**Collected data**
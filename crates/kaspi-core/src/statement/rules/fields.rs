//! Scalar field extraction: holder, card, account, period, balances, totals.

use std::ops::RangeInclusive;

use super::patterns::{balance_pattern, pattern, Field};
use crate::error::ExtractionError;

/// Token positions the layout inserts after the holder's surname.
pub const LAYOUT_TOKEN_POSITIONS: RangeInclusive<usize> = 1..=3;

/// Period boundary dates as printed (`dd.mm.yy`).
#[derive(Debug, Clone, Copy, PartialEq, Eq)]
pub struct RawPeriod<'t> {
    pub from: &'t str,
    pub until: &'t str,
}

/// Balance strings tied to the period boundaries.
#[derive(Debug, Clone, Copy, Default, PartialEq, Eq)]
pub struct RawBalances<'t> {
    pub from: Option<&'t str>,
    pub until: Option<&'t str>,
}

/// Category total strings; each may be absent.
#[derive(Debug, Clone, Copy, Default, PartialEq, Eq)]
pub struct RawTotals<'t> {
    pub replenishments: Option<&'t str>,
    pub transfers: Option<&'t str>,
    pub purchases: Option<&'t str>,
    pub withdrawals: Option<&'t str>,
    pub others: Option<&'t str>,
}

/// All scalar fields located in a normalized statement text.
#[derive(Debug, Clone, PartialEq, Eq)]
pub struct RawFields<'t> {
    pub full_name: String,
    pub card_number: Option<&'t str>,
    pub iban: Option<&'t str>,
    pub currency: Option<&'t str>,
    pub period: RawPeriod<'t>,
    pub balances: RawBalances<'t>,
    pub totals: RawTotals<'t>,
}

/// Locates scalar statement fields with the bilingual pattern table.
#[derive(Debug, Clone, Copy, Default)]
pub struct FieldExtractor;

impl FieldExtractor {
    pub fn new() -> Self {
        Self
    }

    /// Locate every scalar field. Holder name and period are required.
    pub fn extract<'t>(&self, text: &'t str) -> Result<RawFields<'t>, ExtractionError> {
        let full_name = self.full_name(text)?;
        let period = self
            .boundary_dates(text)
            .ok_or_else(|| ExtractionError::MissingField("fromDate".to_string()))?;
        let balances = self.balances(text, &period)?;

        Ok(RawFields {
            full_name,
            card_number: self.card_number(text),
            iban: self.iban(text),
            currency: self.currency(text),
            period,
            balances,
            totals: self.category_totals(text),
        })
    }

    /// Holder name exactly as matched, layout tokens included.
    pub fn raw_full_name<'t>(&self, text: &'t str) -> Option<&'t str> {
        first(Field::FullName, text)
    }

    /// Holder name with layout tokens removed.
    pub fn full_name(&self, text: &str) -> Result<String, ExtractionError> {
        let raw = self
            .raw_full_name(text)
            .ok_or_else(|| ExtractionError::MissingField("fullName".to_string()))?;
        strip_layout_tokens(raw)
    }

    pub fn card_number<'t>(&self, text: &'t str) -> Option<&'t str> {
        first(Field::CardNumber, text)
    }

    pub fn iban<'t>(&self, text: &'t str) -> Option<&'t str> {
        first(Field::Iban, text)
    }

    pub fn currency<'t>(&self, text: &'t str) -> Option<&'t str> {
        first(Field::Currency, text)
    }

    /// Balance pass 1: the period boundary dates.
    pub fn boundary_dates<'t>(&self, text: &'t str) -> Option<RawPeriod<'t>> {
        let groups = pattern(Field::Period)?.first_groups(text)?;
        match groups.as_slice() {
            [from, until] => Some(RawPeriod {
                from: *from,
                until: *until,
            }),
            _ => None,
        }
    }

    /// Balance pass 2: the balance printed for one boundary date.
    pub fn balance_at<'t>(
        &self,
        text: &'t str,
        boundary: &str,
    ) -> Result<Option<&'t str>, ExtractionError> {
        Ok(balance_pattern(boundary)?.first(text))
    }

    /// Balances for both period boundaries.
    pub fn balances<'t>(
        &self,
        text: &'t str,
        period: &RawPeriod<'_>,
    ) -> Result<RawBalances<'t>, ExtractionError> {
        Ok(RawBalances {
            from: self.balance_at(text, period.from)?,
            until: self.balance_at(text, period.until)?,
        })
    }

    pub fn category_totals<'t>(&self, text: &'t str) -> RawTotals<'t> {
        RawTotals {
            replenishments: first(Field::Replenishments, text),
            transfers: first(Field::Transfers, text),
            purchases: first(Field::Purchases, text),
            withdrawals: first(Field::Withdrawals, text),
            others: first(Field::Others, text),
        }
    }
}

fn first(field: Field, text: &str) -> Option<&str> {
    pattern(field)?.first(text)
}

/// Remove the tokens at [`LAYOUT_TOKEN_POSITIONS`] from a matched holder name.
///
/// The statement layout places three placeholder tokens (masked initials)
/// right after the surname. This is a fix-up for that layout only, not name
/// parsing. A name too short to carry the placeholders is returned as printed;
/// an empty name is a validation failure.
pub fn strip_layout_tokens(raw: &str) -> Result<String, ExtractionError> {
    let tokens: Vec<&str> = raw.split_whitespace().collect();
    if tokens.is_empty() {
        return Err(ExtractionError::Validation {
            field: "fullName".to_string(),
            reason: format!("no name tokens in {:?}", raw),
        });
    }
    if tokens.len() <= *LAYOUT_TOKEN_POSITIONS.end() {
        return Ok(tokens.join(" "));
    }

    Ok(tokens
        .iter()
        .enumerate()
        .filter(|(i, _)| !LAYOUT_TOKEN_POSITIONS.contains(i))
        .map(|(_, token)| *token)
        .collect::<Vec<_>>()
        .join(" "))
}
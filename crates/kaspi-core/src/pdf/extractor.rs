//! PDF text extraction using lopdf and pdf-extract.

use lopdf::Document;
use tracing::{debug, trace};

use super::{PdfProcessor, Result};
use crate::error::PdfError;

/// PDF text extractor using lopdf.
pub struct PdfExtractor {
    document: Option<Document>,
    raw_data: Vec<u8>,
    max_pages: usize,
}

/// Extracted content from a PDF.
#[derive(Debug, Clone)]
pub struct PdfContent {
    /// Pages with their text.
    pub pages: Vec<PdfPage>,
}

/// Content from a single PDF page.
#[derive(Debug, Clone)]
pub struct PdfPage {
    /// Page number (1-indexed).
    pub number: u32,
    /// Extracted text from this page.
    pub text: String,
}

impl PdfContent {
    /// Page texts in page order.
    pub fn texts(&self) -> Vec<String> {
        self.pages.iter().map(|p| p.text.clone()).collect()
    }

    /// Whether the document carries a usable text layer.
    pub fn has_text_layer(&self, min_text_length: usize) -> bool {
        let total: usize = self.pages.iter().map(|p| p.text.trim().chars().count()).sum();
        total >= min_text_length
    }
}

impl PdfExtractor {
    /// Create a new PDF extractor.
    pub fn new() -> Self {
        Self {
            document: None,
            raw_data: Vec::new(),
            max_pages: 0,
        }
    }

    /// Limit the number of pages read (0 = unlimited).
    pub fn with_max_pages(mut self, max_pages: usize) -> Self {
        self.max_pages = max_pages;
        self
    }

    /// Extract the text of every page.
    pub fn extract_all(&self) -> Result<PdfContent> {
        let texts = self.extract_page_texts()?;
        let pages: Vec<PdfPage> = texts
            .into_iter()
            .enumerate()
            .map(|(i, text)| PdfPage {
                number: i as u32 + 1,
                text,
            })
            .collect();

        debug!(
            "PDF text: {} pages, {} chars",
            pages.len(),
            pages.iter().map(|p| p.text.len()).sum::<usize>()
        );

        Ok(PdfContent { pages })
    }

    fn document(&self) -> Result<&Document> {
        self.document
            .as_ref()
            .ok_or_else(|| PdfError::Parse("No document loaded".to_string()))
    }

    fn pages_to_read(&self, page_count: u32) -> u32 {
        match self.max_pages {
            0 => page_count,
            max => page_count.min(max as u32),
        }
    }
}

impl Default for PdfExtractor {
    fn default() -> Self {
        Self::new()
    }
}

impl PdfProcessor for PdfExtractor {
    fn load(&mut self, data: &[u8]) -> Result<()> {
        let mut doc = Document::load_mem(data).map_err(|e| PdfError::Parse(e.to_string()))?;

        // Handle PDFs with empty password encryption
        if doc.is_encrypted() {
            if doc.decrypt("").is_err() {
                return Err(PdfError::Encrypted);
            }
            debug!("Decrypted PDF with empty password");

            // pdf_extract reads the decrypted copy
            let mut decrypted_data = Vec::new();
            doc.save_to(&mut decrypted_data)
                .map_err(|e| PdfError::Parse(format!("Failed to save decrypted PDF: {}", e)))?;
            self.raw_data = decrypted_data;
        } else {
            self.raw_data = data.to_vec();
        }

        let page_count = doc.get_pages().len();
        if page_count == 0 {
            return Err(PdfError::NoPages);
        }

        debug!("Loaded PDF with {} pages", page_count);
        self.document = Some(doc);
        Ok(())
    }

    fn page_count(&self) -> u32 {
        self.document
            .as_ref()
            .map(|doc| doc.get_pages().len() as u32)
            .unwrap_or(0)
    }

    fn extract_text(&self) -> Result<String> {
        self.document()?;
        pdf_extract::extract_text_from_mem(&self.raw_data)
            .map_err(|e| PdfError::TextExtraction(e.to_string()))
    }

    fn extract_page_texts(&self) -> Result<Vec<String>> {
        let doc = self.document()?;
        let pages = self.pages_to_read(self.page_count());

        let mut texts = Vec::with_capacity(pages as usize);
        for page in 1..=pages {
            let text = doc.extract_text(&[page]).unwrap_or_else(|e| {
                trace!("lopdf could not read page {}: {}", page, e);
                String::new()
            });
            texts.push(text);
        }

        // Fall back to whole-document extraction when the per-page layer is empty
        if texts.iter().all(|t| t.trim().is_empty()) {
            debug!("No per-page text, falling back to pdf-extract");
            return Ok(vec![self.extract_text()?]);
        }

        Ok(texts)
    }
}

#[cfg(test)]
mod tests {
    use super::*;
    use pretty_assertions::assert_eq;

    #[test]
    fn test_pdf_extractor_new() {
        let extractor = PdfExtractor::new();
        assert!(extractor.document.is_none());
        assert_eq!(extractor.page_count(), 0);
    }

    #[test]
    fn test_extract_without_document() {
        let extractor = PdfExtractor::new();
        assert!(matches!(extractor.extract_page_texts(), Err(PdfError::Parse(_))));
        assert!(matches!(extractor.extract_text(), Err(PdfError::Parse(_))));
    }

    #[test]
    fn test_load_garbage_is_parse_error() {
        let mut extractor = PdfExtractor::new();
        let err = extractor.load(b"not a pdf").unwrap_err();
        assert!(matches!(err, PdfError::Parse(_)));
    }

    #[test]
    fn test_max_pages() {
        assert_eq!(PdfExtractor::new().pages_to_read(5), 5);
        assert_eq!(PdfExtractor::new().with_max_pages(2).pages_to_read(5), 2);
        assert_eq!(PdfExtractor::new().with_max_pages(9).pages_to_read(5), 5);
    }

    #[test]
    fn test_has_text_layer() {
        let content = PdfContent {
            pages: vec![
                PdfPage {
                    number: 1,
                    text: "  ВЫПИСКА  ".to_string(),
                },
                PdfPage {
                    number: 2,
                    text: "\n".to_string(),
                },
            ],
        };
        assert!(content.has_text_layer(7));
        assert!(!content.has_text_layer(8));
        assert_eq!(content.texts().len(), 2);
    }
}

**Work instructions**
From the records above, quote only the lines running from the line with "pub fn raw_full_name<'t>(&self, text: &'t" to the line with "pub fn currency<'t>(&self, text: &'t", both lines included.

**Solution to this problem**
    pub fn raw_full_name<'t>(&self, text: &'t str) -> Option<&'t str> {
        first(Field::FullName, text)
    }

    /// Holder name with layout tokens removed.
    pub fn full_name(&self, text: &str) -> Result<String, ExtractionError> {
        let raw = self
            .raw_full_name(text)
            .ok_or_else(|| ExtractionError::MissingField("fullName".to_string()))?;
        strip_layout_tokens(raw)
    }

    pub fn card_number<'t>(&self, text: &'t str) -> Option<&'t str> {
        first(Field::CardNumber, text)
    }

    pub fn iban<'t>(&self, text: &'t str) -> Option<&'t str> {
        first(Field::Iban, text)
    }

    pub fn currency<'t>(&self, text: &'t str) -> Option<&'t str> {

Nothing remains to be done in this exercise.